We have one of those that we used to use. We didn't have any problems with it rubbing. Now we just concentrate on teaching them to walk loose leash. We do use a prong just in case he sees something and yanks simply because I am small and Harley is so large he could easily pull me off my feet


----------



## Cassidy's Mom

I've had Sense-ation front hook harnesses for years - we first got one for Cassidy, who had discospondylitis and couldn't have a leash attached to her collar for health reasons. A regular back connection harness was a disaster, so I tried the front hook. I've never had a problem with chafing, but I have heard other people talk about that happening. 

I used Cassidy's harness with Dena when she was young. She was so distracted outside (she'd walk perfectly next to me both on and off leash at home, but I couldn't get her attention at all outdoors!) and it helped keep her more aware of me at the other end of the leash while I worked on her leash skills. I was having trouble getting any kind of rewardable behavior from her prior to that. The front hook harnesses don't really stop pulling completely but for her it was just enough to facilitate our LLW training.

I bought a couple more Sense-ation harnesses in smaller sizes for puppies after her, not as a substitute for teaching loose leash walking, but as a tool to help train it, like with Dena. 

Did you get the Easy Walk one? There might be instructions on the website, (there are on the Sense-ation website), and you could pad the straps with fleece if you want to try to keep using it. Are you working on teaching him proper leash skills or just using it to try and stop him from pulling?


----------



## OriginalWacky

Cassidy's Mom said:


> Did you get the Easy Walk one? There might be instructions on the website, (there are on the Sense-ation website), and you could pad the straps with fleece if you want to try to keep using it. Are you working on teaching him proper leash skills or just using it to try and stop him from pulling?


The fleece thing often works very well. And I too wonder if you are working on proper leash skills - the No-Pull harness is just a tool to help while you work on skill, in my opinion. 

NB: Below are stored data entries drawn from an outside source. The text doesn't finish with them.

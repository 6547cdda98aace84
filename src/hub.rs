//! Live notification hub - per-user fan-out of events to connected subscribers.
//!
//! The hub is process-local and constructed once at startup, then handed to the
//! ledger through [`crate::core::context::LedgerContext`] as an [`EventSink`].
//! Publishing never blocks: every subscriber owns a bounded channel and an event
//! is dropped for a subscriber whose buffer is full. The durable
//! notification row is written independently, so a dropped live event only
//! costs latency for that user, never data.

use crate::entities::NotificationType;
use serde::Serialize;
use std::collections::HashMap;
use std::sync::atomic::{AtomicU64, Ordering};
use std::sync::{Arc, PoisonError, RwLock, Weak};
use tokio::sync::mpsc::{self, error::TrySendError};
use tracing::{debug, warn};

/// Payload pushed to live subscribers.
#[derive(Debug, Clone, PartialEq, Eq, Serialize)]
pub struct Event {
    /// Event type, identical to the stored notification type
    #[serde(rename = "type")]
    pub event_type: NotificationType,
    /// Event body
    pub data: EventData,
}

/// Body of an [`Event`].
#[derive(Debug, Clone, PartialEq, Eq, Serialize)]
pub struct EventData {
    /// Id of the stored notification row
    pub id: i64,
    /// Notification title
    pub title: String,
    /// Notification message
    pub message: String,
    /// Entity the notification is about
    pub reference_id: Option<i64>,
}

impl Event {
    /// Serialises the event as a JSON frame for streaming transports.
    pub fn to_json(&self) -> serde_json::Result<String> {
        serde_json::to_string(self)
    }
}

/// Destination for live events.
///
/// Implemented by [`NotificationHub`]; tests plug in a recording fake.
pub trait EventSink: Send + Sync {
    /// Delivers `event` to every live subscriber of `user_id`, without blocking.
    fn publish(&self, user_id: i64, event: Event);

    /// Delivers the same event to several users.
    fn publish_to_many(&self, user_ids: &[i64], event: &Event) {
        for &user_id in user_ids {
            self.publish(user_id, event.clone());
        }
    }
}

type SubscriberMap = HashMap<i64, HashMap<u64, mpsc::Sender<Event>>>;

#[derive(Debug)]
struct HubInner {
    subscribers: RwLock<SubscriberMap>,
    next_subscriber_id: AtomicU64,
    buffer: usize,
}

impl HubInner {
    fn remove(&self, user_id: i64, subscriber_ids: &[u64]) {
        let mut subscribers = self
            .subscribers
            .write()
            .unwrap_or_else(PoisonError::into_inner);

        // The entry may already be gone if another cleanup won the race.
        if let Some(channels) = subscribers.get_mut(&user_id) {
            for id in subscriber_ids {
                channels.remove(id);
            }
            if channels.is_empty() {
                subscribers.remove(&user_id);
            }
        }
    }
}

/// In-memory registry of live subscribers keyed by user id.
///
/// Cloning is cheap and every clone refers to the same registry.
#[derive(Debug, Clone)]
pub struct NotificationHub {
    inner: Arc<HubInner>,
}

impl NotificationHub {
    /// Creates an empty hub whose subscribers buffer up to `buffer` events.
    #[must_use]
    pub fn new(buffer: usize) -> Self {
        Self {
            inner: Arc::new(HubInner {
                subscribers: RwLock::new(HashMap::new()),
                next_subscriber_id: AtomicU64::new(1),
                buffer: buffer.max(1),
            }),
        }
    }

    /// Registers a new live subscriber for `user_id`.
    ///
    /// The subscription stays registered until it is cancelled or dropped.
    #[must_use]
    pub fn subscribe(&self, user_id: i64) -> Subscription {
        let (sender, receiver) = mpsc::channel(self.inner.buffer);
        let id = self.inner.next_subscriber_id.fetch_add(1, Ordering::Relaxed);

        self.inner
            .subscribers
            .write()
            .unwrap_or_else(PoisonError::into_inner)
            .entry(user_id)
            .or_default()
            .insert(id, sender);
        debug!(user_id, subscriber_id = id, "Live subscriber registered");

        Subscription {
            user_id,
            id,
            receiver,
            hub: Arc::downgrade(&self.inner),
            cancelled: false,
        }
    }

    /// Number of live subscribers for `user_id`.
    #[must_use]
    pub fn subscriber_count(&self, user_id: i64) -> usize {
        self.inner
            .subscribers
            .read()
            .unwrap_or_else(PoisonError::into_inner)
            .get(&user_id)
            .map_or(0, HashMap::len)
    }
}

impl Default for NotificationHub {
    fn default() -> Self {
        Self::new(16)
    }
}

impl EventSink for NotificationHub {
    fn publish(&self, user_id: i64, event: Event) {
        let mut closed = Vec::new();
        {
            let subscribers = self
                .inner
                .subscribers
                .read()
                .unwrap_or_else(PoisonError::into_inner);
            let Some(channels) = subscribers.get(&user_id) else {
                return;
            };

            for (&id, sender) in channels {
                match sender.try_send(event.clone()) {
                    Ok(()) => {}
                    Err(TrySendError::Full(_)) => {
                        warn!(user_id, subscriber_id = id, "Subscriber buffer full, event dropped");
                    }
                    Err(TrySendError::Closed(_)) => closed.push(id),
                }
            }
        }

        if !closed.is_empty() {
            debug!(user_id, count = closed.len(), "Removing disconnected subscribers");
            self.inner.remove(user_id, &closed);
        }
    }
}

/// A live event stream for one user.
///
/// Dropping the subscription unregisters it.
#[derive(Debug)]
pub struct Subscription {
    user_id: i64,
    id: u64,
    receiver: mpsc::Receiver<Event>,
    hub: Weak<HubInner>,
    cancelled: bool,
}

impl Subscription {
    /// User this subscription belongs to.
    #[must_use]
    pub const fn user_id(&self) -> i64 {
        self.user_id
    }

    /// Waits for the next event. Returns `None` once the subscription is
    /// cancelled and every buffered event has been drained.
    pub async fn recv(&mut self) -> Option<Event> {
        self.receiver.recv().await
    }

    /// Returns a buffered event without waiting.
    pub fn try_recv(&mut self) -> Option<Event> {
        self.receiver.try_recv().ok()
    }

    /// Unregisters from the hub. Safe to call more than once.
    pub fn cancel(&mut self) {
        if self.cancelled {
            return;
        }
        self.cancelled = true;
        if let Some(hub) = self.hub.upgrade() {
            hub.remove(self.user_id, &[self.id]);
        }
        debug!(user_id = self.user_id, subscriber_id = self.id, "Live subscriber removed");
    }
}

impl Drop for Subscription {
    fn drop(&mut self) {
        self.cancel();
    }
}

#[cfg(test)]
mod tests {
    #![allow(clippy::unwrap_used)]
    use super::*;

    fn event(id: i64) -> Event {
        Event {
            event_type: NotificationType::ExpenseApproved,
            data: EventData {
                id,
                title: "Expense Approved".to_string(),
                message: format!("message {id}"),
                reference_id: Some(id),
            },
        }
    }

    #[tokio::test]
    async fn test_publish_reaches_only_target_user() {
        let hub = NotificationHub::new(4);
        let mut alice = hub.subscribe(1);
        let mut bob = hub.subscribe(2);

        hub.publish(1, event(10));

        assert_eq!(alice.recv().await, Some(event(10)));
        assert!(bob.try_recv().is_none());
    }

    #[tokio::test]
    async fn test_every_subscriber_of_a_user_receives() {
        let hub = NotificationHub::new(4);
        let mut first = hub.subscribe(1);
        let mut second = hub.subscribe(1);
        assert_eq!(hub.subscriber_count(1), 2);

        hub.publish_to_many(&[1, 3], &event(5));

        assert_eq!(first.try_recv(), Some(event(5)));
        assert_eq!(second.try_recv(), Some(event(5)));
    }

    #[tokio::test]
    async fn test_full_buffer_drops_instead_of_blocking() {
        let hub = NotificationHub::new(2);
        let mut sub = hub.subscribe(1);

        for id in 0..5 {
            hub.publish(1, event(id));
        }

        assert_eq!(sub.try_recv(), Some(event(0)));
        assert_eq!(sub.try_recv(), Some(event(1)));
        assert!(sub.try_recv().is_none());
        // Still registered after dropping events
        assert_eq!(hub.subscriber_count(1), 1);
    }

    #[tokio::test]
    async fn test_cancel_is_idempotent_and_closes_stream() {
        let hub = NotificationHub::new(4);
        let mut sub = hub.subscribe(7);
        hub.publish(7, event(1));

        sub.cancel();
        sub.cancel();
        assert_eq!(hub.subscriber_count(7), 0);

        // Buffered events drain, then the stream ends
        assert_eq!(sub.recv().await, Some(event(1)));
        assert_eq!(sub.recv().await, None);
    }

    #[tokio::test]
    async fn test_drop_unregisters() {
        let hub = NotificationHub::new(4);
        {
            let _sub = hub.subscribe(3);
            assert_eq!(hub.subscriber_count(3), 1);
        }
        assert_eq!(hub.subscriber_count(3), 0);
        assert!(hub.inner.subscribers.read().unwrap().is_empty());
    }

    #[tokio::test]
    async fn test_cleanup_after_racing_removal() {
        let hub = NotificationHub::new(4);
        let mut sub = hub.subscribe(9);

        // Another cleanup already removed the whole user entry
        hub.inner.subscribers.write().unwrap().remove(&9);

        sub.cancel();
        assert_eq!(hub.subscriber_count(9), 0);
    }

    #[tokio::test]
    async fn test_closed_receivers_are_collected_on_publish() {
        let hub = NotificationHub::new(4);
        let (sender, receiver) = mpsc::channel(1);
        drop(receiver);
        hub.inner
            .subscribers
            .write()
            .unwrap()
            .entry(4)
            .or_default()
            .insert(99, sender);

        hub.publish(4, event(1));
        assert_eq!(hub.subscriber_count(4), 0);
    }

    #[tokio::test]
    async fn test_cancel_after_hub_dropped() {
        let hub = NotificationHub::new(4);
        let mut sub = hub.subscribe(1);
        drop(hub);
        sub.cancel();
        assert_eq!(sub.recv().await, None);
    }

    #[test]
    fn test_event_json_shape() {
        let json = event(3).to_json().unwrap();
        assert_eq!(
            json,
            r#"{"type":"EXPENSE_APPROVED","data":{"id":3,"title":"Expense Approved","message":"message 3","reference_id":3}}"#
        );
    }
}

Something else, with deep-chested dogs, it can help to put the harness on upside down - I had to do that with one of my dogs while we worked on her pulling. In the end, she did learn to walk pretty well on leash, and was quite the pleasure to walk, no matter what kind of collar or harness we used.


----------



## katdog5911

I use the sensation harness for my 120 lb newfie/lab mix. no problem ever with chafing and this is the only thing that has enabled me to control him when he was younger. now at the age of almost 9 he just walks nicely. i can't say enough great things about the harness. for my 7 month old gsd i have the easy walk harness. haven't noticed any chafing either. it is time to get the next size up now and i am thinking i would like to order the sensation again. not much different, just like the colors better.


----------



## doggiedad

how about training the dog to heel? then if you want
to take the heel a little further teach them to
heel on either side with or without a leash.


----------



## gsdraven

The Sense-ation harnesses sit up a little higher so there is less rubbing. It also has a little more padding than the Easy Walk. 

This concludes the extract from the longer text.